- [THE PROBLEM]: Look through the records below, and whenever a line contains "Simple", copy it.

- [MATERIAL SUPPLIED]:
↓↓↓

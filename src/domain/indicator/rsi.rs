//! RSI (Relative Strength Index).
//!
//! Simple n-bar rolling mean of day-over-day gains and losses (not Wilder
//! smoothing): RS = avg_gain / avg_loss, RSI = 100 - 100/(1 + RS).
//! If avg_loss == 0: RSI = 100. If avg_gain == 0: RSI = 0. A window with
//! neither gains nor losses is neutral 50, not overbought.
//!
//! Warmup: the first n bars are invalid (n deltas are needed). Consumers
//! neutral-fill invalid RSI at 50, see [`crate::domain::enrich`].

use crate::domain::indicator::{IndicatorPoint, IndicatorSeries, IndicatorType, IndicatorValue};
use crate::domain::ohlcv::PriceBar;

/// Neutral value substituted wherever RSI is undefined.
pub const RSI_NEUTRAL: f64 = 50.0;

pub fn calculate_rsi(bars: &[PriceBar], period: usize) -> IndicatorSeries {
    if period == 0 || bars.len() < 2 {
        let values = bars
            .iter()
            .map(|b| IndicatorPoint {
                date: b.date,
                valid: false,
                value: IndicatorValue::Simple(RSI_NEUTRAL),
            })
            .collect();
        return IndicatorSeries {
            indicator_type: IndicatorType::Rsi(period),
            values,
        };
    }

    let mut gains: Vec<f64> = Vec::with_capacity(bars.len() - 1);
    let mut losses: Vec<f64> = Vec::with_capacity(bars.len() - 1);
    for i in 1..bars.len() {
        let change = bars[i].close - bars[i - 1].close;
        gains.push(if change > 0.0 { change } else { 0.0 });
        losses.push(if change < 0.0 { -change } else { 0.0 });
    }

    let mut values = Vec::with_capacity(bars.len());
    values.push(IndicatorPoint {
        date: bars[0].date,
        valid: false,
        value: IndicatorValue::Simple(RSI_NEUTRAL),
    });

    for (i, bar) in bars.iter().enumerate().skip(1) {
        let delta_idx = i - 1;
        if delta_idx + 1 < period {
            values.push(IndicatorPoint {
                date: bar.date,
                valid: false,
                value: IndicatorValue::Simple(RSI_NEUTRAL),
            });
            continue;
        }

        let window = (delta_idx + 1 - period)..=delta_idx;
        let avg_gain: f64 = gains[window.clone()].iter().sum::<f64>() / period as f64;
        let avg_loss: f64 = losses[window].iter().sum::<f64>() / period as f64;

        let rsi = if avg_gain == 0.0 && avg_loss == 0.0 {
            // A window with no movement at all has no strength either way.
            RSI_NEUTRAL
        } else if avg_loss == 0.0 {
            100.0
        } else {
            100.0 - (100.0 / (1.0 + avg_gain / avg_loss))
        };

        values.push(IndicatorPoint {
            date: bar.date,
            valid: true,
            value: IndicatorValue::Simple(rsi),
        });
    }

    IndicatorSeries {
        indicator_type: IndicatorType::Rsi(period),
        values,
    }
}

↑↑↑

- [TASK RESPONSE]:
//! Simple n-bar rolling mean of day-over-day gains and losses (not Wilder
                value: IndicatorValue::Simple(RSI_NEUTRAL),
        value: IndicatorValue::Simple(RSI_NEUTRAL),
                value: IndicatorValue::Simple(RSI_NEUTRAL),
            value: IndicatorValue::Simple(rsi),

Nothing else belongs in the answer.